Darryl Granger, left, and Guanjun Shen.

The excavation of numerous 'Peking Man' fossils in the 1920s and 30s at Zhoukoudian, the site of a collapsed cave near Bejing, laid to rest disputes about whether previously discovered Homo erectus fossils were primitive humans or deformed apes. But the question of Peking Man's precise age has remained a puzzle.

Efforts to date the fossils have been hindered by a lack of suitable methods, but Guanjun Shen of Nanjing Normal University in China and his colleagues have found a solution to the problem. In collaboration with Darryl Granger at Purdue University in West Lafayette, Indiana, they have determined that H. erectus lived in northern China as far back as 770,000 years ago — much earlier than had previously been assumed.

The Zhoukoudian site comprises 17 distinct sedimentary rock layers that have been deposited over time. The age of the top — and so most recent — 11 layers, in which hominin fossils and tools have been found, provides an estimate of the time period in which H. erectus lived. The most reliable methods for dating rocks rely on the decay of radioactive isotopes such as uranium. But, Shen explains, uranium-series dating is limited to the past 600,000 years or so, which means it can be applied only to layers one to five. “We therefore looked for ways to extend that limit,” says Shen, who has been analysing Zhoukoudian rock samples since 1989.

The solution came in the form of a new isotopic dating method, published by Granger and co-workers, that measures the ratio of aluminium-26 and beryllium-10 isotopes. “The idea,” says Granger, “is that while rocks are at Earth's surface, they are exposed to cosmic rays and obtain a particular inventory of isotopes. When new sediment collects on top, the original rocks are buried and that inventory decays over time.” Determining a rock's isotopic content thus reveals the time at which it was buried.

In 2003, Shen approached Granger to see whether the burial dating method could be used to determine the age of quartz-containing rocks and tools at Zhoukoudian. The first batch of samples yielded no useful data. Further study revealed that the original samples contained a mix of pure white quartz and smoky quartz. The smoky quartz is high in the stable isotope aluminium-27, and the researchers realized that this had masked the small amount of aluminium-26 present.

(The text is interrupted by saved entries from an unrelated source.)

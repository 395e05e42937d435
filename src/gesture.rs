//! Gesture labels and the shared gesture state.
//!
//! Two writers feed the state: the sampler publishes the camera label, the
//! event loop flips the override flag. Readers combine them on every read,
//! so a held override always wins and releasing it reverts to whatever the
//! camera last said.

use std::fmt;
use std::sync::atomic::{AtomicBool, AtomicU8, Ordering};
use std::sync::Arc;

/// A classified hand gesture.
#[derive(Debug, Clone, Copy, PartialEq, Eq, Default)]
pub enum GestureLabel {
    Fist,
    Open,
    /// No hand visible, classification failed, or nothing sampled yet.
    #[default]
    None,
}

impl GestureLabel {
    /// Parse a label word, case-insensitively. Anything unrecognized is
    /// `None`.
    pub fn parse(s: &str) -> Self {
        match s.trim().to_uppercase().as_str() {
            "FIST" => GestureLabel::Fist,
            "OPEN" => GestureLabel::Open,
            _ => GestureLabel::None,
        }
    }

    fn as_u8(self) -> u8 {
        match self {
            GestureLabel::Fist => 0,
            GestureLabel::Open => 1,
            GestureLabel::None => 2,
        }
    }

    fn from_u8(v: u8) -> Self {
        match v {
            0 => GestureLabel::Fist,
            1 => GestureLabel::Open,
            _ => GestureLabel::None,
        }
    }
}

impl fmt::Display for GestureLabel {
    fn fmt(&self, f: &mut fmt::Formatter<'_>) -> fmt::Result {
        match self {
            GestureLabel::Fist => write!(f, "fist"),
            GestureLabel::Open => write!(f, "open"),
            GestureLabel::None => write!(f, "none"),
        }
    }
}

/// Shared gesture cells. Cloning yields another handle to the same state.
#[derive(Clone)]
pub struct GestureState {
    camera_label: Arc<AtomicU8>,
    override_held: Arc<AtomicBool>,
}

impl GestureState {
    pub fn new() -> Self {
        Self {
            camera_label: Arc::new(AtomicU8::new(GestureLabel::None.as_u8())),
            override_held: Arc::new(AtomicBool::new(false)),
        }
    }

    /// Publish the latest camera classification. Called by the sampler only.
    pub fn publish_camera(&self, label: GestureLabel) {
        self.camera_label.store(label.as_u8(), Ordering::SeqCst);
    }

    /// The last published camera label.
    pub fn camera_label(&self) -> GestureLabel {
        GestureLabel::from_u8(self.camera_label.load(Ordering::SeqCst))
    }

    /// Set or clear the manual override. Called by the event loop only.
    pub fn set_override(&self, held: bool) {
        self.override_held.store(held, Ordering::SeqCst);
    }

    pub fn override_held(&self) -> bool {
        self.override_held.load(Ordering::SeqCst)
    }

    /// The gesture that drives the engine: the override while held,
    /// otherwise the camera label. Recomputed on every read.
    pub fn authoritative(&self) -> GestureLabel {
        if self.override_held() {
            GestureLabel::Fist
        } else {
            self.camera_label()
        }
    }
}

impl Default for GestureState {
    fn default() -> Self {
        Self::new()
    }
}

Shen came up with a painstaking solution — his group literally hand-picked the grains of quartz that appeared purest. “It took about eight hours to select just a few grams, and we needed 40 to 60 grams for analysis,” says Shen. “We had to mobilize all of the students at the lab here in Nanjing.”

In the end, their analyses revealed that H. erectus lived in northern China during a mild glacial period (see page 198). “Hominins living in glacial conditions would have been adapted to the cold, either biologically or culturally,” says Granger. “Would they have used fire? The evidence for that is shaky.” What is clear, however, is that burial dating is an effective method for determining the age of older rocks and artefacts. Shen and Granger have already started work on sites in the Nihewan basin in northern China, home to the oldest known assemblage of hominin tools in East Asia.